For this example lets just assume the indicator variograms for the 2 facies, 0 is shale and 1 is sand.  We declare a list and then add the variograms in the order of the categories in the thresh and global cdf arrays.

In [None]:
xmin = 0.0; xmax = 1000.0               # range of x values
ymin = 0.0; ymax = 1000.0               # range of y values
radius = 10000
ivtype = 1
ktype = 0
xsiz = 10; ysiz = 10
nx = 200; ny = 1
xmn = 0; ymn = 1000
xsiz = 10; ysiz = 10
tmin = 10; tmax = 30; ndmin = 0; ndmax = 9

ncut = 11                                   # number of facies
thresh = [10,12,14,16,18,20,22,24,26,28,30]                             # the facies categories
gcdf =   [0.03,0.06,0.15,0.30,0.50,0.65,0.83,0.87,0.91,0.93,0.97]                           # the global proportions of the categories
varios = [] # the variogram list
for i in range(0,12):
    varios.append(GSLIB.make_variogram(nug=0.0,nst=1,it1=1,cc1=1.0,azi1=0,hmaj1=1000,hmin1=1000)) # shale indicator variogram
#varios.append(GSLIB.make_variogram(nug=0.0,nst=1,it1=1,cc1=1.0,azi1=0,hmaj1=50,hmin1=40)) # sand indicator variogram

In [None]:
readind = True
colstart = 5
ikmap = ik2d(df,'x','y','z',readind,colstart,ivtype,0,ncut,thresh,gcdf,np.zeros([5,5]),tmin,tmax,nx,xmn,xsiz,ny,ymn,ysiz,
         ndmin,ndmax,radius,ktype,vario=varios)
#def ik2d(df,xcol,ycol,vcol,readind,colstart,ivtype,koption,ncut,thresh,gcdf,trend,tmin,tmax,nx,xmn,xsiz,ny,ymn,ysiz,
#         ndmin,ndmax,radius,ktype,vario): 

In [None]:
cprob = np.zeros((nx,10))
xgrid = np.linspace(xmn,nx*xsiz-xmn,nx)

plt.subplot(211)
for ix, x in enumerate(np.linspace(xmn,nx*xsiz-xmn,nx)):
    for icumprob, cumprob in enumerate(np.linspace(0.05,0.95,10)):
        cprob[ix,icumprob] = np.interp(cumprob,ikmap[0,ix,:],thresh,left=None, right=None, period=None)

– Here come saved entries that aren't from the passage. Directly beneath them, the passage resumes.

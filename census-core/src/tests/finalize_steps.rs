//! Behavioural coverage for moving and dumping a finished release.

use super::helpers::{RELEASE_SCHEMA, b01_metadata, csv_rows, sa1_database, sa1_layer};
use super::*;
use crate::test_support::{MemoryDatabase, SPATIAL_REF_SYS_TABLE, StubDumpRunner};
use rstest::fixture;
use rstest_bdd_macros::{given, scenario, then, when};
use std::cell::RefCell;

const DUMP_DIAGNOSTICS: &str = "pg_dump: error: could not open output file: Permission denied\n";

struct ReleaseWorld {
    pipeline: RefCell<Option<Pipeline<MemoryDatabase>>>,
    runner: RefCell<StubDumpRunner>,
    outcome: RefCell<Option<Result<FinalizeReport, PipelineError>>>,
}

impl ReleaseWorld {
    fn with_pipeline<T>(&self, f: impl FnOnce(&mut Pipeline<MemoryDatabase>) -> T) -> T {
        let mut pipeline = self.pipeline.borrow_mut();
        f(pipeline.as_mut().expect("pipeline should be initialised"))
    }

    fn report(&self) -> FinalizeReport {
        match self.outcome.borrow().as_ref() {
            Some(Ok(report)) => report.clone(),
            Some(Err(err)) => panic!("finalise should succeed, got {err}"),
            None => panic!("finalise should have run"),
        }
    }
}

#[fixture]
fn release_world() -> ReleaseWorld {
    ReleaseWorld {
        pipeline: RefCell::new(None),
        runner: RefCell::new(StubDumpRunner::succeeding()),
        outcome: RefCell::new(None),
    }
}

#[given("a fully loaded release")]
fn loaded_release(#[from(release_world)] world: &ReleaseWorld) {
    let mut pipeline = Pipeline::new(sa1_database(), PipelineConfig::new(RELEASE_SCHEMA));
    pipeline
        .load_geometries([sa1_layer()])
        .expect("load geometries");
    let rows = csv_rows(&[&["region_id", "tot_p_p"], &["1100701", "200"]]);
    pipeline
        .load_attributes([AttributeInput::new(
            "b01_aust_sa1",
            "2011Census_B01_AUST_SA1_sequential.csv",
            rows,
        )
        .with_division("sa1")])
        .expect("load attributes");
    pipeline.link().expect("register linkages");
    pipeline
        .attach_metadata(&b01_metadata())
        .expect("attach metadata");
    world.pipeline.replace(Some(pipeline));
}

#[given("the sa1_2011_aust table cannot be moved")]
fn immovable_table(#[from(release_world)] world: &ReleaseWorld) {
    world.with_pipeline(|pipeline| pipeline.database_mut().fail_move("sa1_2011_aust"));
}

#[given("a dump utility that fails")]
fn failing_dump(#[from(release_world)] world: &ReleaseWorld) {
    world
        .runner
        .replace(StubDumpRunner::failing(1, DUMP_DIAGNOSTICS));
}

#[when("the release is finalised")]
fn finalise(#[from(release_world)] world: &ReleaseWorld) {
    let runner = world.runner.borrow();
    let outcome = world.with_pipeline(|pipeline| {
        pipeline.finalize(&*runner, "/srv/dumps/aus_census_2011.dump")
    });
    world.outcome.replace(Some(outcome));
}

#[then("spatial_ref_sys and geometry_relation remain outside the release schema")]
fn excluded_remain(#[from(release_world)] world: &ReleaseWorld) {
    let report = world.report();
    world.with_pipeline(|pipeline| {
        let db = pipeline.database();
        let moved = db.tables_in_schema(RELEASE_SCHEMA);
        for table in [SPATIAL_REF_SYS_TABLE, "geometry_relation"] {
            assert!(db.has_table(table), "{table} should stay in place");
            assert!(!moved.contains(&table.to_owned()));
            assert!(report.skipped.contains(&table.to_owned()));
        }
    });
}

#[then("every other table is moved into the release schema")]
fn others_moved(#[from(release_world)] world: &ReleaseWorld) {
    let report = world.report();
    assert!(report.unmoved.is_empty());
    world.with_pipeline(|pipeline| {
        let mut remaining = pipeline
            .database_mut()
            .table_names()
            .expect("list tables");
        remaining.sort();
        assert_eq!(remaining, vec!["geometry_relation", SPATIAL_REF_SYS_TABLE]);
        let moved = pipeline.database().tables_in_schema(RELEASE_SCHEMA);
        for table in ["sa1_2011_aust", "b01_aust_sa1", "table_info", "geometry_linkage"] {
            assert!(moved.contains(&table.to_owned()), "{table} should be moved");
        }
    });
}

#[then("the release schema is dumped")]
fn schema_dumped(#[from(release_world)] world: &ReleaseWorld) {
    let report = world.report();
    let requests = world.runner.borrow().requests();
    assert_eq!(requests.len(), 1);
    assert_eq!(requests[0].schema, RELEASE_SCHEMA);
    assert_eq!(report.dump.destination, requests[0].destination);
    world.with_pipeline(|pipeline| assert_eq!(pipeline.state(), PipelineState::Finalized));
}

#[then("sa1_2011_aust is reported as unmoved")]
fn reported_unmoved(#[from(release_world)] world: &ReleaseWorld) {
    let report = world.report();
    let unmoved: Vec<_> = report.unmoved.iter().map(|(table, _)| table.as_str()).collect();
    assert_eq!(unmoved, vec!["sa1_2011_aust"]);
    assert!(report.moved.contains(&"b01_aust_sa1".to_owned()));
}

#[then("finalising fails with the dump diagnostics")]
fn dump_failed(#[from(release_world)] world: &ReleaseWorld) {
    let outcome = world.outcome.borrow();
    match outcome.as_ref().expect("outcome should exist") {
        Err(PipelineError::Dump(DumpError::Failed { stderr, .. })) => {
            assert_eq!(stderr, DUMP_DIAGNOSTICS);
        }
        Err(other) => panic!("unexpected error {other}"),
        Ok(_) => panic!("finalise should fail"),
    }
    world.with_pipeline(|pipeline| assert_eq!(pipeline.state(), PipelineState::Aborted));
}

#[scenario(
    path = "tests/features/finalize.feature",
    name = "Allow-listed tables stay outside the release schema"
)]
fn allow_listed_tables_stay(#[from(release_world)] world: ReleaseWorld) {
    let _ = world;
}

#[scenario(
    path = "tests/features/finalize.feature",
    name = "A table that cannot be moved does not stop the release"
)]
fn failed_move_tolerated(#[from(release_world)] world: ReleaseWorld) {
    let _ = world;
}

#[scenario(
    path = "tests/features/finalize.feature",
    name = "A failed dump aborts the release"
)]
fn failed_dump_aborts(#[from(release_world)] world: ReleaseWorld) {
    let _ = world;
}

xnew = np.linspace(0.0,2000,300); plevels = np.linspace(0.05,0.95,10)
spline_surf = np.zeros([len(xnew),len(plevels)])
        

for icumprob, cumprob in enumerate(plevels):
    #plt.plot(xgrid,cprob[:,icumprob],color='grey',alpha=0.3,zorder=10) 
    spline = make_interp_spline(xgrid,cprob[:,icumprob], k=2)
    alpha = 1-abs(cumprob-0.5); lw = (1-abs(cumprob-0.5)*1.5)*1.5; 
    spline_surf[:,icumprob] = spline(xnew) 
    plt.plot(xnew[1:-1],spline_surf[:,icumprob][1:-1],color='black',alpha=alpha,lw =lw,zorder=2000)
    
plt.fill_between(xnew,spline_surf[:,2],spline_surf[:,3],color='yellow',alpha=0.5,zorder=1,label='P25-P75')
plt.fill_between(xnew,spline_surf[:,3],spline_surf[:,4],color='orange',alpha=0.5,zorder=1,label='P35-P65')
plt.fill_between(xnew,spline_surf[:,4],spline_surf[:,5],color='red',alpha=0.5,zorder=1,label='P45-P55')
plt.fill_between(xnew,spline_surf[:,5],spline_surf[:,6],color='orange',alpha=0.5,zorder=1)
plt.fill_between(xnew,spline_surf[:,6],spline_surf[:,7],color='yellow',alpha=0.5,zorder=1)
plt.legend(loc = 'upper left')
                 
for idata in range(0,len(df)):
    plt.vlines(df['x'][idata],10,30.0,color='black',ls='--',zorder=10000)
    
# plt.legend(loc='upper right')
    
plt.ylim([10,30]); plt.xlim([0,2000]); plt.xlabel('X (m)'); plt.ylabel('Z (m)'); plt.title('Soft Well Data Bounding Surface Constraints - PDFs')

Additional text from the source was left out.